Like the preceding Grigorovich I-Z, the IP-1 prototype was built around the cannon-fighter concept, with two Leonid Kurchevsky-designed APK-4 76.2mm cannons mounted under the wings, each capable of 5 shots before ammunition was depleted. It was also armed with two 7.62mm machine guns. Production aircraft used the licensed copy of the Wright Cyclone, the Shvetsov M-25. After 90 aircraft had been produced and 30 delivered, it became apparent that there were issues with lateral stability and especially spin. On 3 June, 1936 Lieutenant Bolshakov of the 92nd Air Brigade fell into a flat tailspin at 1,700m, and had to bail out with a parachute. This led to further refinements to the structure. On 3 May 1936 it was decided to replace the APK-4 cannons with two 20mm ShVAK cannons. Six 7.62mm ShKAS machine guns were installed, three in each wing. 200 units were produced from 1936 to 1937, but the IP-1 was soon overshadowed by the Polikarpov I-16.

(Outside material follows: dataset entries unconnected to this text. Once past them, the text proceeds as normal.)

//! Application configuration types.
//!
//! The top-level [`Config`] struct is deserialized from JSON and carries the
//! sync, conversion, tools, and server sections. Every section defaults to
//! the historical behaviour so a completely empty `{}` file is valid.

use serde::{Deserialize, Serialize};
use std::collections::BTreeSet;
use std::path::{Path, PathBuf};

use crate::error::Result;
use crate::media::normalize_extension;
use crate::Error;

// ---------------------------------------------------------------------------
// Top-level Config
// ---------------------------------------------------------------------------

/// Root application configuration.
#[derive(Debug, Clone, Default, Serialize, Deserialize)]
#[serde(default)]
pub struct Config {
    pub sync: SyncConfig,
    pub conversion: ConversionConfig,
    pub tools: ToolsConfig,
    pub server: ServerConfig,
}

impl Config {
    /// Deserialize a `Config` from a JSON string.
    pub fn from_json(json_str: &str) -> Result<Self> {
        serde_json::from_str(json_str)
            .map_err(|e| Error::Validation(format!("config parse error: {e}")))
    }

    /// Load configuration from a file path, falling back to defaults if the
    /// path is `None`, the file does not exist, or it cannot be parsed.
    pub fn load_or_default(path: Option<&Path>) -> Self {
        let Some(path) = path else {
            return Self::default();
        };

        match std::fs::read_to_string(path) {
            Ok(contents) => Self::from_json(&contents).unwrap_or_else(|e| {
                tracing::warn!("Failed to parse config file {}: {e}", path.display());
                Self::default()
            }),
            Err(e) if e.kind() == std::io::ErrorKind::NotFound => {
                tracing::info!("No config file at {}; using defaults", path.display());
                Self::default()
            }
            Err(e) => {
                tracing::warn!("Failed to read config file {}: {e}", path.display());
                Self::default()
            }
        }
    }

    /// Load configuration strictly: the file must exist and parse.
    pub fn load(path: &Path) -> Result<Self> {
        let contents = std::fs::read_to_string(path)?;
        Self::from_json(&contents)
    }

    /// Return a list of validation warnings (non-fatal issues).
    pub fn validate(&self) -> Vec<String> {
        let mut warnings = Vec::new();

        let video: BTreeSet<String> = self
            .sync
            .video_extensions
            .iter()
            .map(|e| normalize_extension(e))
            .collect();
        let image: BTreeSet<String> = self
            .sync
            .image_extensions
            .iter()
            .map(|e| normalize_extension(e))
            .collect();

        for ext in video.intersection(&image) {
            warnings.push(format!(
                "extension '{ext}' is listed as both video and image; it will be treated as video"
            ));
        }

        for ext in &self.sync.passthrough_extensions {
            let ext = normalize_extension(ext);
            if !image.contains(&ext) {
                warnings.push(format!(
                    "sync.passthrough_extensions '{ext}' is not an image extension and will be ignored"
                ));
            }
        }

        if self.sync.intake_dir == self.sync.output_dir {
            warnings.push("sync.intake_dir and sync.output_dir are the same directory".into());
        }

        if self.conversion.concurrency == Some(0) {
            warnings.push("conversion.concurrency is 0; one worker will be used".into());
        }

        if self.conversion.timeout_secs == 0 {
            warnings.push("conversion.timeout_secs is 0; every conversion will time out".into());
        }

        if self.server.port == 0 {
            warnings.push("server.port is 0; a random port will be assigned".into());
        }

        warnings
    }
}

// ---------------------------------------------------------------------------
// Sub-configs
// ---------------------------------------------------------------------------

/// Directories, metadata location, and the extension sets driving
/// classification.
#[derive(Debug, Clone, Serialize, Deserialize)]
#[serde(default)]
pub struct SyncConfig {
    pub intake_dir: PathBuf,
    pub output_dir: PathBuf,
    pub metadata_path: PathBuf,
    pub video_extensions: Vec<String>,
    pub image_extensions: Vec<String>,
    /// Image extensions copied verbatim instead of transcoded.
    pub passthrough_extensions: Vec<String>,
    /// Tags written into a metadata document that has none.
    pub default_tags: Vec<String>,
}

impl Default for SyncConfig {
    fn default() -> Self {
        Self {
            intake_dir: PathBuf::from("processed"),
            output_dir: PathBuf::from("sources"),
            metadata_path: PathBuf::from("metadata.json"),
            video_extensions: to_strings(&["mp4", "webm", "mov", "avi", "mkv", "mpeg", "ts"]),
            image_extensions: to_strings(&["jpg", "jpeg", "png", "gif", "webp"]),
            passthrough_extensions: to_strings(&["gif", "webp"]),
            default_tags: to_strings(&["funny", "cute"]),
        }
    }
}

/// Encoder settings for the external transcoder.
#[derive(Debug, Clone, Serialize, Deserialize)]
#[serde(default)]
pub struct ConversionConfig {
    pub video_codec: String,
    pub video_crf: u32,
    pub image_codec: String,
    pub image_quality: u32,
    /// Per-invocation time budget in seconds.
    pub timeout_secs: u64,
    /// Parallel conversions; `None` means one per CPU.
    pub concurrency: Option<usize>,
}

impl Default for ConversionConfig {
    fn default() -> Self {
        Self {
            video_codec: "libvpx-vp9".into(),
            video_crf: 35,
            image_codec: "libwebp".into(),
            image_quality: 80,
            timeout_secs: 3600,
            concurrency: None,
        }
    }
}

impl ConversionConfig {
    /// The per-invocation timeout as a [`std::time::Duration`].
    pub fn timeout(&self) -> std::time::Duration {
        std::time::Duration::from_secs(self.timeout_secs)
    }
}

/// Paths to external CLI tools.
#[derive(Debug, Clone, Default, Serialize, Deserialize)]
#[serde(default)]
pub struct ToolsConfig {
    pub ffmpeg_path: Option<PathBuf>,
}

/// HTTP collaborator settings.
#[derive(Debug, Clone, Serialize, Deserialize)]
#[serde(default)]
pub struct ServerConfig {
    pub host: String,
    pub port: u16,
    pub static_dir: PathBuf,
}

impl Default for ServerConfig {
    fn default() -> Self {
        Self {
            host: "127.0.0.1".into(),
            port: 8007,
            static_dir: PathBuf::from("."),
        }
    }
}

fn to_strings(items: &[&str]) -> Vec<String> {
    items.iter().map(|s| s.to_string()).collect()
}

On 1 February, 1940 six IP-1s were in service at the ShMAS Air Force in the Moscow Military District, and eight at the Air Force Control Center, though the latter had been dismantled for use as spare parts. In October 1940 the 21 remaining aircraft were written off as unusable.

==Variants==

In 1939 it was proposed to utilize the IP-1 as an attack aircraft rather than a fighter. IP-1 number 135 was armed with Six ShKAS machine guns, and 6-6.5mm armor was added to the gas tanks, cockpit, and engine. Seven more aircraft were also converted to the new attack configuration, and these were designated IP-1sh. Flight tests were carried out on 5 & 6 June, 1939, where it was determined that the tendency to spin was too great and the project was abandoned. One IP-1sh was sent to NKSP Research Institute 48 to be used as a target for determining armor effectiveness.

An IP-1 fitted with a 690 hp (514 kW) Hispano-Suiza 12Xbrs engine was given the designation IP-2 (DG-54). Armed with an engine-mounted ShVAK cannon and 10 ShKAS machine guns, the prototype was nearly complete when abandoned in 1936.

The IP-4 (DG-53) fighter was designed in 1934. Armament consisted of four 45mm Kurchevsy APK cannons and two machine guns. A second prototype (DG-52bis) with ShVAK cannon replacing the Kurchevsy weapons was designed but never built.

The armament of the IP-4 consisted of four fixed dynamo-reactive 45-mm L.V. guns. Kurchevsky ARK-11 and two rifle-caliber machine guns. Like the IP-1 prototype, the IP-4 fighter prototype was equipped with a Cyclone engine. A second prototype with two ShVAK guns instead of the Kurchevsky guns was designed, but not built.